À une certaine période de ma pratique, j’ai commencé à avoir des expériences où je me sentais submergé par une peur irrationnelle. Ma réaction habituelle est toujours d’analyser les faits, de sorte que je me suis demandé : « D’où cela vient-il ? Quelle en est la cause ? » Mais aussi sophistiquées que furent les réponses, elles ne parvenaient pas à mettre fin à cette peur. J’ai constaté ensuite que cette peur irrationnelle pouvait surgir à n’importe quel moment du jour et de la nuit. En me limitant à observer les réactions physiques qu’elle me procurait, je parvenais à tenir les rênes et à ne pas tomber dans une panique paralysante.

À cette époque, je vivais au monastère de Chithurst, en Angleterre, et la communauté composée de quinze moines et nonnes et de cinq à dix laïcs, se réunissait régulièrement dans la belle salle de méditation, paisible et confortable, pour les pratiques du soir. L’atmosphère matérielle et spirituelle du lieu facilitait énormément la paix de la méditation et pourtant cette peur n’était jamais très loin. Alors, j’ai commencé à l’inviter dans cet espace de méditation et le ressenti a été très différent. La peur était toujours présente mais à présent qu’elle était contenue dans un contexte bienveillant, elle n’était plus aussi effrayante.

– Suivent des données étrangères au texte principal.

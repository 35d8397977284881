//! Sync endpoint

use axum::{extract::State, Json};

use crate::error::Result;
use crate::models::*;
use crate::services::cache;
use crate::AppState;

/// POST /api/sync
/// Invalidate profile, review queue and subject summaries
pub async fn force(State(state): State<AppState>) -> Result<Json<SyncResponse>> {
    cache::force_resync(&state.db).await?;
    Ok(Json(SyncResponse {
        message: "Cache cleared, next request will fetch fresh data".to_string(),
    }))
}
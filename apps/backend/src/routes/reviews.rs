//! Review queue endpoint

use axum::{extract::State, Json};

use crate::error::Result;
use crate::models::*;
use crate::services::cache;
use crate::AppState;

/// GET /api/reviews
pub async fn list(State(state): State<AppState>) -> Result<Json<ReviewQueueResponse>> {
    let fetched = cache::review_queue(&state.db, &state.upstream).await?;
    Ok(Json(ReviewQueueResponse {
        source: fetched.source,
        count: fetched.data.len(),
        data: fetched.data,
    }))
}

J’étais en mesure de la considérer comme un simple état d’esprit – pas du tout agréable ou plaisant, mais un simple état d’esprit.

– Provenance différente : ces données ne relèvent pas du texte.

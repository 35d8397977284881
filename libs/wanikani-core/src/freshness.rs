//! Freshness policy for cached records.
//!
//! Each cached entity kind has a maximum age. Records older than that, or
//! records that were never stamped with a fetch time, must be refreshed from
//! upstream before they are served.

use chrono::{DateTime, Duration, Utc};
use serde::{Deserialize, Serialize};

/// Entity kinds held by the cache store.
#[derive(Debug, Clone, Copy, PartialEq, Eq, Hash, Serialize, Deserialize)]
#[serde(rename_all = "snake_case")]
pub enum CacheKind {
    Profile,
    ReviewQueue,
    SubjectSummary,
    SubjectDetail,
}

impl CacheKind {
    /// Maximum age for this kind. `None` means the record never goes stale on
    /// its own and is only refreshed by an explicit force.
    pub fn max_age(self) -> Option<Duration> {
        match self {
            Self::Profile => Some(Duration::minutes(5)),
            Self::ReviewQueue => Some(Duration::minutes(1)),
            Self::SubjectSummary => Some(Duration::hours(1)),
            Self::SubjectDetail => None,
        }
    }
}

/// Whether a record of `kind` fetched at `fetched_at` may still be served at `now`.
pub fn is_fresh(kind: CacheKind, fetched_at: Option<DateTime<Utc>>, now: DateTime<Utc>) -> bool {
    let Some(fetched_at) = fetched_at else {
        return false;
    };
    match kind.max_age() {
        Some(max_age) => now.signed_duration_since(fetched_at) <= max_age,
        None => true,
    }
}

Ensuite, lorsque la peur apparaissait en d’autres circonstances, elle n’était plus aussi pénible et je ne compliquais plus le problème en y réagissant négativement. Cette absence de réaction négative a libéré davantage de capacité d’attention sans jugement et la peur a commencé à perdre de sa force pour finir par disparaître comme tous les états d’esprit qui apparaissent et disparaissent.

La peur est encore là parfois mais, sans la réaction négative, elle n’a plus le pouvoir de me perturber.